ACTIVITY:
From the entries provided below, copy each line that contains the word "simulation".

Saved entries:
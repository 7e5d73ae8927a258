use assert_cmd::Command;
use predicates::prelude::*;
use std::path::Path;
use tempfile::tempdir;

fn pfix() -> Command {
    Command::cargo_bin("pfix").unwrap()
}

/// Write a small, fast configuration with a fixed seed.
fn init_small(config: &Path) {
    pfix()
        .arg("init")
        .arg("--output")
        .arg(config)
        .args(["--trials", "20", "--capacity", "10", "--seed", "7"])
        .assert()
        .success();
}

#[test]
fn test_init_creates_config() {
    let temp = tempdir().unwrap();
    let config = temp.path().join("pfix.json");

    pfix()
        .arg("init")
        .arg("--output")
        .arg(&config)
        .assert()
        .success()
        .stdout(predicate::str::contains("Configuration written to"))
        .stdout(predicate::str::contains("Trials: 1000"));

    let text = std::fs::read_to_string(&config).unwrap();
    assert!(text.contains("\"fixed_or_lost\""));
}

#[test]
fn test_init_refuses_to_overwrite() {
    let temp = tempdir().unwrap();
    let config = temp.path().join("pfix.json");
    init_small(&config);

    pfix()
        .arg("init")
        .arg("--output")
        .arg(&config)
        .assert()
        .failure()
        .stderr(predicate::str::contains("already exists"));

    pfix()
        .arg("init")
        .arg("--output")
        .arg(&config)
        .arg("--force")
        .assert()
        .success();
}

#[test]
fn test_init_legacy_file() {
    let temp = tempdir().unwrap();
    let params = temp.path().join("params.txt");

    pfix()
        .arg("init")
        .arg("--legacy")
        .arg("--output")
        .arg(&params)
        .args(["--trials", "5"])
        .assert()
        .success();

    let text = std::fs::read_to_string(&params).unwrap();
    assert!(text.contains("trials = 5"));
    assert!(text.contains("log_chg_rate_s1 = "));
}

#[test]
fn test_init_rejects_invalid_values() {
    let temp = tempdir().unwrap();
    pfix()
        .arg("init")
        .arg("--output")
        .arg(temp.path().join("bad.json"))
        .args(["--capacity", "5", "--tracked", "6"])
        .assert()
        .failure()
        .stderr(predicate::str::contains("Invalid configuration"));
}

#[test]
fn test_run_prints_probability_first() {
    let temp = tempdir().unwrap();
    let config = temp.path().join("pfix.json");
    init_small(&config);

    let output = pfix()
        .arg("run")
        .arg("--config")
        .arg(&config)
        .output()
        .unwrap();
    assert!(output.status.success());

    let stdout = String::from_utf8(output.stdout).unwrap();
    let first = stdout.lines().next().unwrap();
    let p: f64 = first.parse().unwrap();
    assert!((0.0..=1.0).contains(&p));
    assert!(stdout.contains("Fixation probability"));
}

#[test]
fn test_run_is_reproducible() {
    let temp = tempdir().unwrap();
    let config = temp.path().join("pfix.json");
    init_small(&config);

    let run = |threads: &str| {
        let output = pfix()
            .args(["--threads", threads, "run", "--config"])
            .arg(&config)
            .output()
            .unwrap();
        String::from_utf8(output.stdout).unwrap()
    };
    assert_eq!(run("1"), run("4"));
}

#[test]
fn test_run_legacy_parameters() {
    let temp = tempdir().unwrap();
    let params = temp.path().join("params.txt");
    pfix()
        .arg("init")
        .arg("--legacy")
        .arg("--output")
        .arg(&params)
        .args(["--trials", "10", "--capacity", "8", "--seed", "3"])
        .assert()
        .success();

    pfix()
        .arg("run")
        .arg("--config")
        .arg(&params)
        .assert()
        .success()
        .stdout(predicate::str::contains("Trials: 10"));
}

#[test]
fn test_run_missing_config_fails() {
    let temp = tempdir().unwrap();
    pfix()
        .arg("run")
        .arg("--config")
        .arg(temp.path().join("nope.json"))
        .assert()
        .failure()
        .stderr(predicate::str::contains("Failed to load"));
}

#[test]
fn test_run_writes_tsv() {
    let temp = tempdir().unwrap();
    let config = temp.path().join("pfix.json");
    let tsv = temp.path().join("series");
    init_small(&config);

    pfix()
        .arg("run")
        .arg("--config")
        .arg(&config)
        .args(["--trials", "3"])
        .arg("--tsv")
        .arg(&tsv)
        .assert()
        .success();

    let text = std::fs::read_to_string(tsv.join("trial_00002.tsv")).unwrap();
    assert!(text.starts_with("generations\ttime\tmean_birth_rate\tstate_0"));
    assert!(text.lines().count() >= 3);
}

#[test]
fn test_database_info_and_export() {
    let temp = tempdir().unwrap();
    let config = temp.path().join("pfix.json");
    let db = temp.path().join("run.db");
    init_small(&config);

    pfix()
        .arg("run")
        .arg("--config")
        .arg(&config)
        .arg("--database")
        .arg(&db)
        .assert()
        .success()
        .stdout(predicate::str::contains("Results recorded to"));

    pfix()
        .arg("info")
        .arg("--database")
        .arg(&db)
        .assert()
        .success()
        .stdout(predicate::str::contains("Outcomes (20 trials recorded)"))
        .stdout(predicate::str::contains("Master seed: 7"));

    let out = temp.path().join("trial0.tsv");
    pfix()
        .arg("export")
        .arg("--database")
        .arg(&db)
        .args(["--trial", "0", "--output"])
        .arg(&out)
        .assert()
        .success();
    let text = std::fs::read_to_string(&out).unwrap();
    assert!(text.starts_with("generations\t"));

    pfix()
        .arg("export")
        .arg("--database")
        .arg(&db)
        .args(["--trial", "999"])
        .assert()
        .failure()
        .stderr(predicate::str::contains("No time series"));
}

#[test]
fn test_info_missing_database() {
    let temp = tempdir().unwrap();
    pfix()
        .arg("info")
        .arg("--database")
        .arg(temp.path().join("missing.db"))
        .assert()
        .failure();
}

* * *

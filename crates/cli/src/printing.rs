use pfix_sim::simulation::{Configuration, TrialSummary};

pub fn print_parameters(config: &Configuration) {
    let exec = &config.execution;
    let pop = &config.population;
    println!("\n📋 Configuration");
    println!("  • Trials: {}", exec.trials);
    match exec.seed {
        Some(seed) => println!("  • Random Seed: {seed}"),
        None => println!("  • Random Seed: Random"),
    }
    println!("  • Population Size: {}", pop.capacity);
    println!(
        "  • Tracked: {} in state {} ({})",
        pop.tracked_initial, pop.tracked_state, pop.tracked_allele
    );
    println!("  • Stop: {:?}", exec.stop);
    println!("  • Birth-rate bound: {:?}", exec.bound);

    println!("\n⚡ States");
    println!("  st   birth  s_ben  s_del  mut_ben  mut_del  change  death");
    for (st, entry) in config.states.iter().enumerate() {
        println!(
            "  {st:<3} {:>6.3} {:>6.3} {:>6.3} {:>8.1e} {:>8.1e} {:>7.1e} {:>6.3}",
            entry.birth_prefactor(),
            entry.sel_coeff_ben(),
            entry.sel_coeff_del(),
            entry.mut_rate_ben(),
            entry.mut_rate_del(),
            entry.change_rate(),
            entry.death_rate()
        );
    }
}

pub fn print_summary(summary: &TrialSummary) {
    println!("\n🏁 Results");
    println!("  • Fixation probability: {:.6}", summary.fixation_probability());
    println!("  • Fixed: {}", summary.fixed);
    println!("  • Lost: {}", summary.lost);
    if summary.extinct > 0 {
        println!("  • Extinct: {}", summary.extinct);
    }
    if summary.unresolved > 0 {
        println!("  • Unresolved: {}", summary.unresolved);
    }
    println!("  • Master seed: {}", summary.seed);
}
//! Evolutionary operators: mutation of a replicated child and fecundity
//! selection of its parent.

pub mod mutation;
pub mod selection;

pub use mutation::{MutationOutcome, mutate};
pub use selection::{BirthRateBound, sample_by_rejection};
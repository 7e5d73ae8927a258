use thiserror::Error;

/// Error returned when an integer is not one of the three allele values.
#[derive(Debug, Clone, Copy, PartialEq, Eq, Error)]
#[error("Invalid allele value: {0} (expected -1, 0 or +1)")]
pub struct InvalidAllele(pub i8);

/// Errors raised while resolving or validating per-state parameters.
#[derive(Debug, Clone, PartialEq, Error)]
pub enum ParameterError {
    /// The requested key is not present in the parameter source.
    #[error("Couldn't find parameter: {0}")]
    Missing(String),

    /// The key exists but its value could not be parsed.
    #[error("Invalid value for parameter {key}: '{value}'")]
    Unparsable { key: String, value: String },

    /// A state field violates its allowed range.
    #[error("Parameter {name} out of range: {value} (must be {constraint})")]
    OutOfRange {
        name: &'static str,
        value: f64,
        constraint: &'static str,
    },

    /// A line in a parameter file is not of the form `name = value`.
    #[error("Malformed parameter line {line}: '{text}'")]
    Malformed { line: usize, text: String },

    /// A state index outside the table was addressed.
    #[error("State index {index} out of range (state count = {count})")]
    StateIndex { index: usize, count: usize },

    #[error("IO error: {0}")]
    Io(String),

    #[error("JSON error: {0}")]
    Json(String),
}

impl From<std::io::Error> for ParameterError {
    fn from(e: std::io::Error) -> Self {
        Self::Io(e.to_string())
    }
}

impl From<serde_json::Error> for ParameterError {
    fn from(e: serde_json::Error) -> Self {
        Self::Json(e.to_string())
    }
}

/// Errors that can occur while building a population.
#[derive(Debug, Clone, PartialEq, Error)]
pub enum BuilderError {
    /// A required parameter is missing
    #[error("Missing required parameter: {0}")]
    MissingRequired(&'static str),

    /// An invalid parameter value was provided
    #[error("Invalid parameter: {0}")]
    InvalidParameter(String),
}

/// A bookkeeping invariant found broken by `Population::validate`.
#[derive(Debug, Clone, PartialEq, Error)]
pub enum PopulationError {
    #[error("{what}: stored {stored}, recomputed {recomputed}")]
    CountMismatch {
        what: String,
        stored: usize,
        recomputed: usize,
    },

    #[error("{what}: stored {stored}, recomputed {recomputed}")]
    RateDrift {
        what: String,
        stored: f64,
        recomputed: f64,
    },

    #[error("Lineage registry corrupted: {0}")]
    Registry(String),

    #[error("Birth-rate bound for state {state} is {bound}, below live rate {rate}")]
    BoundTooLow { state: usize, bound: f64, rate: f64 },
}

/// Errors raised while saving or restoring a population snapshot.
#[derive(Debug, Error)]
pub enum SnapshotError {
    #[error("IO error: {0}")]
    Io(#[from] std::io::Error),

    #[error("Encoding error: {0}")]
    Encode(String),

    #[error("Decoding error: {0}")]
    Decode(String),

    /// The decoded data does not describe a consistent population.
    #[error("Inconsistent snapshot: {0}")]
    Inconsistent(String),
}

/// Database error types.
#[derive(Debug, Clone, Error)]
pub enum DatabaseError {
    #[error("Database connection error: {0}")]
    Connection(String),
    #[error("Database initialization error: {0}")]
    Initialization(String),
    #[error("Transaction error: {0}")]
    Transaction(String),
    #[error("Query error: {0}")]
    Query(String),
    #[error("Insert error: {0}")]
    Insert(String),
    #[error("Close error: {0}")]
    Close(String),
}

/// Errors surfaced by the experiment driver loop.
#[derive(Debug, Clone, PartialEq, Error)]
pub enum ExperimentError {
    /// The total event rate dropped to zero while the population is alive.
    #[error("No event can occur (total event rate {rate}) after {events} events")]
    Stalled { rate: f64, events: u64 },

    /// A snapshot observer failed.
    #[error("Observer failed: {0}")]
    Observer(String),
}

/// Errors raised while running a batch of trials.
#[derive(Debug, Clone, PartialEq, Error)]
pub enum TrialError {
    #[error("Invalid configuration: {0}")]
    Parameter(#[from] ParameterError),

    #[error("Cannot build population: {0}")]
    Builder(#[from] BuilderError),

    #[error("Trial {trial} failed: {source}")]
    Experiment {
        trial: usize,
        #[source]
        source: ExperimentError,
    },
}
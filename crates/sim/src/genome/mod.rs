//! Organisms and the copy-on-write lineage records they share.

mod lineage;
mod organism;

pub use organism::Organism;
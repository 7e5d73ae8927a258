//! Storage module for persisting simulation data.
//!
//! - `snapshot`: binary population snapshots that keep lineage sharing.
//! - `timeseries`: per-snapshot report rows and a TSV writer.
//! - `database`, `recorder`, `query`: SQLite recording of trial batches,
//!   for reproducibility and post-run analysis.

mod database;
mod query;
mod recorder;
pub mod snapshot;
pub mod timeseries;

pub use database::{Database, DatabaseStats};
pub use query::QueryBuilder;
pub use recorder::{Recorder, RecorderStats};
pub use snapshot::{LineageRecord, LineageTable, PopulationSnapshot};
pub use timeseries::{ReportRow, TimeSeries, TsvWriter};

WRITTEN SOLUTION:
use pfix_sim::simulation::{Configuration, TrialSummary};
//! Storage module for persisting simulation data.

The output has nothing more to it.